Во время своего начальства в Одессе Ланжерон был почему-то недоволен купцами и собрал их к себе, чтобы сделать им выговор. «Какой ви негоцьянт, ви маркитант, - начал он свою речь, - какой ви купец, ви овец», - и движением руки своей выразил козлиную бороду.
В приезд Александра I в Одессу, как рассказывал князь [П. А.] Вяземский, был приготовлен для него дом, занимаемый Ланжероном. Он встретил государя, проводил его до кабинета а после разговора, продолжавшегося несколько минут, откланялся, вышел и по привычке запер дверь на ключ. Государь оставался несколько времени взаперти, но, наконец, постучал и его освободили из заточения. Тогда же, встречая государя, он хотел представить его величеству рапорт о благосостоянии вверенного ему края, долго искал его в своих карманах и, не найдя, сказал: «Право, не знаю, государь, куда положил мой рапорт». Император улыбнулся и пожал руку покорителю Монмартра.
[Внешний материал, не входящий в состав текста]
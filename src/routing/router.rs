//! Request dispatch.
//!
//! # Responsibilities
//! - Decide whether a request belongs to the auth surface at all
//! - Hand owned requests to the recipe API chosen by the matcher
//! - Send every routing or API error into the error chain
//!
//! # Design Decisions
//! - The request head is captured before the body moves into a recipe, so
//!   error handlers can still see method, path and headers
//! - The fallback is one-shot; whoever does not use it drops it

use axum::body::Body;
use axum::http::Request;
use axum::response::Response;

use super::matcher::{resolve, Resolution};
use crate::error::SuperTokensError;
use crate::http::{Fallback, RequestHead};
use crate::normalise::NormalisedUrlPath;
use crate::observability::metrics::{self, OUTCOME_ERROR, OUTCOME_HANDLED, OUTCOME_PASSTHROUGH};
use crate::supertokens::SuperTokens;

impl SuperTokens {
    /// Serve `req` if it is an auth API request, otherwise pass it to `fallback`.
    pub async fn middleware(&self, req: Request<Body>, fallback: Fallback) -> Response {
        let head = RequestHead::from_request(&req);

        let path = match NormalisedUrlPath::new(head.path()) {
            Ok(path) => path,
            Err(e) => {
                metrics::record_dispatch("", OUTCOME_ERROR);
                let err = SuperTokensError::BadInput(format!("Invalid request path: {}", e));
                return self.error_handler(err, &head).await;
            }
        };

        let app_info = self.app_info();
        let full_path = app_info.api_gateway_path.append_path(&path);
        if !full_path.starts_with(&app_info.api_base_path) {
            metrics::record_dispatch("", OUTCOME_PASSTHROUGH);
            return fallback.run(req).await;
        }

        let rid = head.rid();
        let (recipe, api_id) = match resolve(self.recipe_modules(), rid, &full_path, &head.method) {
            Ok(Resolution::Claimed { recipe, api_id }) => (recipe, api_id),
            Ok(Resolution::Unclaimed(reason)) => {
                tracing::debug!(
                    path = %full_path,
                    rid = ?rid,
                    reason = reason.as_str(),
                    "No recipe claimed request"
                );
                metrics::record_dispatch("", OUTCOME_PASSTHROUGH);
                return fallback.run(req).await;
            }
            Err(err) => {
                metrics::record_dispatch("", OUTCOME_ERROR);
                return self.error_handler(err, &head).await;
            }
        };

        tracing::debug!(
            recipe_id = recipe.recipe_id(),
            api_id = %api_id,
            method = %head.method,
            path = %full_path,
            "Dispatching to recipe API"
        );

        match recipe
            .handle_api_request(&api_id, req, fallback, &full_path, &head.method)
            .await
        {
            Ok(response) => {
                metrics::record_dispatch(recipe.recipe_id(), OUTCOME_HANDLED);
                response
            }
            Err(err) => {
                metrics::record_dispatch(recipe.recipe_id(), OUTCOME_ERROR);
                self.error_handler(err, &head).await
            }
        }
    }
}
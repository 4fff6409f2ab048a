//! Structured logging.
//!
//! # Responsibilities
//! - Install the global `tracing` subscriber
//! - Honour `RUST_LOG` over the configured level
//!
//! # Design Decisions
//! - Installing twice is not an error; the second call is a no-op

use tracing_subscriber::{layer::SubscriberExt, util::SubscriberInitExt, EnvFilter};

/// Directive used when `RUST_LOG` is unset, e.g. `default_directive("debug")`.
pub fn default_directive(level: &str) -> String {
    format!("supertokens={level},supertokens_demo={level},tower_http={level}")
}

pub fn init_logging(level: &str) {
    let filter =
        EnvFilter::try_from_default_env().unwrap_or_else(|_| default_directive(level).into());

    if tracing_subscriber::registry()
        .with(filter)
        .with(tracing_subscriber::fmt::layer())
        .try_init()
        .is_err()
    {
        tracing::debug!("Logging already initialised");
    }
}
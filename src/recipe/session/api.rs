//! Endpoint handlers.
//!
//! Every endpoint goes through [`dispatch_api`]: no implementation means
//! pass-through, an error goes back to the dispatcher untouched, success is a
//! 200 with `{}` unless the implementation supplied a body.

use axum::response::Response;

use super::types::{ApiFn, ApiInterface, ApiOptions, ApiOutcome, UserContext};
use crate::error::SuperTokensResult;
use crate::http::response::send_200_response;

pub(crate) async fn dispatch_api(
    api: Option<&ApiFn>,
    options: ApiOptions,
) -> SuperTokensResult<Response> {
    let Some(api) = api else {
        let ApiOptions {
            req, other_handler, ..
        } = options;
        return Ok(other_handler.run(req).await);
    };

    let user_context = UserContext::from_api(&options);
    match api(options, user_context).await? {
        ApiOutcome::Ok(body) => send_200_response(body.as_ref()),
        ApiOutcome::Responded(response) => Ok(response),
    }
}

pub(crate) async fn handle_refresh_api(
    api_impl: &ApiInterface,
    options: ApiOptions,
) -> SuperTokensResult<Response> {
    dispatch_api(api_impl.refresh_post.as_ref(), options).await
}

pub(crate) async fn handle_signout_api(
    api_impl: &ApiInterface,
    options: ApiOptions,
) -> SuperTokensResult<Response> {
    dispatch_api(api_impl.signout_post.as_ref(), options).await
}
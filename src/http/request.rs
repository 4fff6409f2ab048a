//! Request-side helpers.
//!
//! # Responsibilities
//! - Capture a body-less [`RequestHead`] before the request is consumed
//! - Read the protocol headers (`rid`, `fdi-version`)
//! - Read cookies for recipes that need them
//!
//! # Design Decisions
//! - Header lookups are case-insensitive (HeaderMap semantics)
//! - An empty `rid` header counts as absent

use axum::body::Body;
use axum::http::{header::COOKIE, HeaderMap, Method, Request, Uri};

/// Header naming the recipe that should own a request.
pub const HEADER_RID: &str = "rid";

/// Header carrying the frontend driver interface version.
pub const HEADER_FDI: &str = "fdi-version";

/// Cloneable view of a request without its body.
#[derive(Debug, Clone)]
pub struct RequestHead {
    pub method: Method,
    pub uri: Uri,
    pub headers: HeaderMap,
}

impl RequestHead {
    pub fn from_request(req: &Request<Body>) -> Self {
        Self {
            method: req.method().clone(),
            uri: req.uri().clone(),
            headers: req.headers().clone(),
        }
    }

    pub fn path(&self) -> &str {
        self.uri.path()
    }

    pub fn header(&self, name: &str) -> Option<&str> {
        self.headers.get(name).and_then(|v| v.to_str().ok())
    }

    pub fn rid(&self) -> Option<&str> {
        get_rid_from_headers(&self.headers)
    }

    pub fn cookie(&self, name: &str) -> Option<String> {
        get_cookie(&self.headers, name)
    }
}

pub fn get_rid_from_headers(headers: &HeaderMap) -> Option<&str> {
    headers
        .get(HEADER_RID)
        .and_then(|v| v.to_str().ok())
        .map(str::trim)
        .filter(|v| !v.is_empty())
}

/// Find a cookie value across every `Cookie` header.
pub fn get_cookie(headers: &HeaderMap, name: &str) -> Option<String> {
    for value in headers.get_all(COOKIE) {
        let Ok(value) = value.to_str() else {
            continue;
        };
        for pair in value.split(';') {
            let Some((key, val)) = pair.trim().split_once('=') else {
                continue;
            };
            if key.trim() == name {
                return Some(val.trim().to_string());
            }
        }
    }
    None
}
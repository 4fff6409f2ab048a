//! `HttpQuerier` against a mock core.

mod common;

use std::collections::HashMap;

use serde_json::json;

use common::*;
use supertokens::normalise::NormalisedUrlPath;
use supertokens::querier::{HttpQuerier, Querier, QuerierError};

fn path(p: &str) -> NormalisedUrlPath {
    NormalisedUrlPath::new(p).unwrap()
}

#[tokio::test]
async fn test_hosts_are_used_round_robin() {
    let a = start_core_mock(|_| (200, r#"{"host":"a"}"#.to_string())).await;
    let b = start_core_mock(|_| (200, r#"{"host":"b"}"#.to_string())).await;
    let querier =
        HttpQuerier::from_connection_uri(&format!("http://{};http://{}", a, b), None).unwrap();

    let mut seen = Vec::new();
    for _ in 0..4 {
        let reply = querier.send_get(&path("/hello"), &HashMap::new()).await.unwrap();
        seen.push(reply["host"].as_str().unwrap().to_string());
    }
    assert_eq!(seen, vec!["a", "b", "a", "b"]);
}

#[tokio::test]
async fn test_unreachable_host_is_skipped() {
    let down = closed_port();
    let up = start_core_mock(|_| (200, r#"{"status":"OK"}"#.to_string())).await;
    let querier =
        HttpQuerier::from_connection_uri(&format!("http://{};http://{}", down, up), None).unwrap();

    let reply = querier.send_post(&path("/recipe/session/remove"), &json!({})).await.unwrap();
    assert_eq!(reply["status"], "OK");
}

#[tokio::test]
async fn test_error_status_is_reported() {
    let core = start_core_mock(|_| (500, "boom".to_string())).await;
    let querier = HttpQuerier::from_connection_uri(&format!("http://{}", core), None).unwrap();

    let err = querier.send_put(&path("/x"), &json!({})).await.unwrap_err();
    match err {
        QuerierError::Status { status, body } => {
            assert_eq!(status, 500);
            assert_eq!(body, "boom");
        }
        other => panic!("unexpected error: {other}"),
    }
}

#[tokio::test]
async fn test_non_json_reply_is_a_decode_error() {
    let core = start_core_mock(|_| (200, "not json".to_string())).await;
    let querier = HttpQuerier::from_connection_uri(&format!("http://{}", core), None).unwrap();

    let err = querier.send_delete(&path("/x"), &json!({})).await.unwrap_err();
    assert!(matches!(err, QuerierError::Decode(_)));
}

#[tokio::test]
async fn test_request_carries_api_key_query_and_body() {
    let core = start_core_mock(|req| {
        let lower = req.to_lowercase();
        let ok = req.starts_with("GET /users/count?includeRecipeIds=session")
            && lower.contains("api-key: secret");
        if ok {
            (200, r#"{"status":"OK","count":7}"#.to_string())
        } else {
            (400, req.to_string())
        }
    })
    .await;
    let querier =
        HttpQuerier::from_connection_uri(&format!("http://{}", core), Some("secret".into())).unwrap();

    let mut params = HashMap::new();
    params.insert("includeRecipeIds".to_string(), "session".to_string());
    let reply = querier.send_get(&path("/users/count"), &params).await.unwrap();
    assert_eq!(reply["count"], 7);

    let echo = start_core_mock(|req| {
        let body = req.split("\r\n\r\n").nth(1).unwrap_or_default();
        (200, body.to_string())
    })
    .await;
    let querier = HttpQuerier::from_connection_uri(&format!("http://{}", echo), None).unwrap();
    let reply = querier
        .send_post(&path("/echo"), &json!({"sessionHandles": ["h1"]}))
        .await
        .unwrap();
    assert_eq!(reply, json!({"sessionHandles": ["h1"]}));
}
Граф Ланжерон, столько раз видавший смерть перед собою во многих сражениях, не остался равнодушным перед холерою. Он был так поражен мыслью, что умрет от неё, что, ещё пользуясь полным здоровьем, написал духовное завещание, начинающееся словами: «умирая от холеры» и пр. Предчувствия его не обманули: уже в отставке, прибыв в Петербург в 1831 году, он внезапно заболел и скончался также скоропостижно 4 июля. Его останки император Николай I приказал похоронить в католической церкви в Одессе.
Необыкновенною рассеянностью славился также граф Федор Андреевич Остерман[45]. Она особенно одолевала его под старость, так что, садясь в кресла, он часто кричал, чтобы везли его в сенат; вместо своей ноги чесал за обеденным столом ногу у соседа и плевал в его тарелку; выходил на улицу из кареты и более часа неподвижно стоял подле какого-либо дома, уверяя лакея, что он ещё не кончил своего занятия, между тем как дождь лил с крыши; являлся иногда в гости в таком наряде, что приводил в стыд прекрасный пол, вступал с хозяином в ученый разговор и, не окончив, мгновенно засыпал. Остерман очень любил науки и вел переписку на латинском языке с митрополитом Платоном, у которого в старости учился богословию. Рассеянность его была просто изумительна. Однажды шел он по паркету, по которому было разостлано посредине полотно: он принял его за свой выпавший носовой платок и начал совать его в карман. Только общий хохот присутствующих дал ему опомниться. В другой раз приехал он к кому-то на большой званый обед. Перед тем как войти в гостиную, зашел он в уединенную комнатку. Там оставил он свою шляпу, вместо нее прихватил деревянную крышку и, держа её под мышкою, явился в гостиную, где уже собралось все общество.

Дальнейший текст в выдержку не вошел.